MJ: Sabe, com certa pessoas eu entendo e com outras não. Com ela começou como sendo modelo, então não era como estar no set o dia todo, todos dos dias. Ela era modelo. Ela não era uma estrela de cinema até querer. Eu acho que foi em Pretty Baby onde ela interpretou uma prostituta na idade de... Eu acho que foi por volta dos 12 anos. Era mais fotografia, então não era como foi para nós, o dia todo, da manhã à noite. Eu acho que isso afeta as pessoas de formas diferentes, mas é sempre a mesma coisa. Ela é doce, esperta. Não é uma tonta. Ela é esperta mesmo. Muita gente pensa que quando alguém bonito é tonto também. Mas ela é muito esperta.
SB: Quais outras estrelas mirins você teve amizade?
MJ: Não sobraram muitas delas. O que assusta. Muitas delas se destroem.
SB: Aos treze anos, você se tornou personagem de uma série de desenhos animados. Foi difícil lidar com isso?
MJ: Eu acordava toda manhã de sábado. Mal podia esperar.
SB: Para assistir os Jacksons?
MJ: Para assistir o desenho dos Jackson Five. Eu me sentia tão honrado por ter virado personagem de desenho. Eu estava tão feliz, você não faz ideia. Não tinhamos que fazer nada. Era a voz de outra pessoa. Eles só nos 'animaram' e usaram nossas canções que cantamos por anos e anos.
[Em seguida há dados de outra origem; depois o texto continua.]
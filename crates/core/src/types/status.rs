//! Status and role enums for marketplace entities.

use serde::{Deserialize, Serialize};

/// Sale availability of an artwork.
#[derive(Debug, Clone, Copy, PartialEq, Eq, Hash, Serialize, Deserialize, Default)]
#[serde(rename_all = "lowercase")]
pub enum Availability {
    #[default]
    Available,
    Sold,
    Reserved,
}

impl Availability {
    /// The wire/display form of the status.
    #[must_use]
    pub const fn as_str(self) -> &'static str {
        match self {
            Self::Available => "available",
            Self::Sold => "sold",
            Self::Reserved => "reserved",
        }
    }

    /// Whether the artwork can currently be purchased.
    #[must_use]
    pub const fn is_available(self) -> bool {
        matches!(self, Self::Available)
    }
}

impl std::fmt::Display for Availability {
    fn fmt(&self, f: &mut std::fmt::Formatter<'_>) -> std::fmt::Result {
        write!(f, "{}", self.as_str())
    }
}

/// Account role. Determines which profile variant a user carries.
#[derive(Debug, Clone, Copy, PartialEq, Eq, Hash, Serialize, Deserialize)]
#[serde(rename_all = "lowercase")]
pub enum Role {
    /// Sells artworks and accepts commissions.
    Artist,
    /// Browses and purchases artworks.
    Customer,
}

impl Role {
    /// The wire/display form of the role.
    #[must_use]
    pub const fn as_str(self) -> &'static str {
        match self {
            Self::Artist => "artist",
            Self::Customer => "customer",
        }
    }
}

impl std::fmt::Display for Role {
    fn fmt(&self, f: &mut std::fmt::Formatter<'_>) -> std::fmt::Result {
        write!(f, "{}", self.as_str())
    }
}

impl std::str::FromStr for Role {
    type Err = String;

    fn from_str(s: &str) -> Result<Self, Self::Err> {
        match s {
            "artist" => Ok(Self::Artist),
            "customer" => Ok(Self::Customer),
            _ => Err(format!("invalid role: {s}")),
        }
    }
}

#[cfg(test)]
#[allow(clippy::unwrap_used)]
mod tests {
    use super::*;

    #[test]
    fn test_availability_serde_is_lowercase() {
        let json = serde_json::to_string(&Availability::Reserved).unwrap();
        assert_eq!(json, "\"reserved\"");
        let parsed: Availability = serde_json::from_str("\"sold\"").unwrap();
        assert_eq!(parsed, Availability::Sold);
    }

    #[test]
    fn test_availability_default_is_available() {
        assert_eq!(Availability::default(), Availability::Available);
        assert!(Availability::default().is_available());
    }

    #[test]
    fn test_role_roundtrip() {
        let role: Role = "artist".parse().unwrap();
        assert_eq!(role, Role::Artist);
        assert_eq!(role.to_string(), "artist");
        assert!("admin".parse::<Role>().is_err());
    }
}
Eu me lembro de estar em Brunei num hospital fazendo um show para o Sultão. Era o hospital mais bonito que eu já tinha visto na vida e eu estava lá deitado na cama e na TV estava passando o desenho dos Jackson Five, e eu não podia acreditar. Era exibido o tempo inteiro. A mesma companhia fez os Beatles, The Osmonds e os Jackson Five.
SB: Então era uma das coisas que você mais gostava?
MJ, Oh, eu adorava.
SB: Isso fez você se sentir mais conectado com as crianças pelo mundo? Pois você sabia que elas iriam assistir, certo?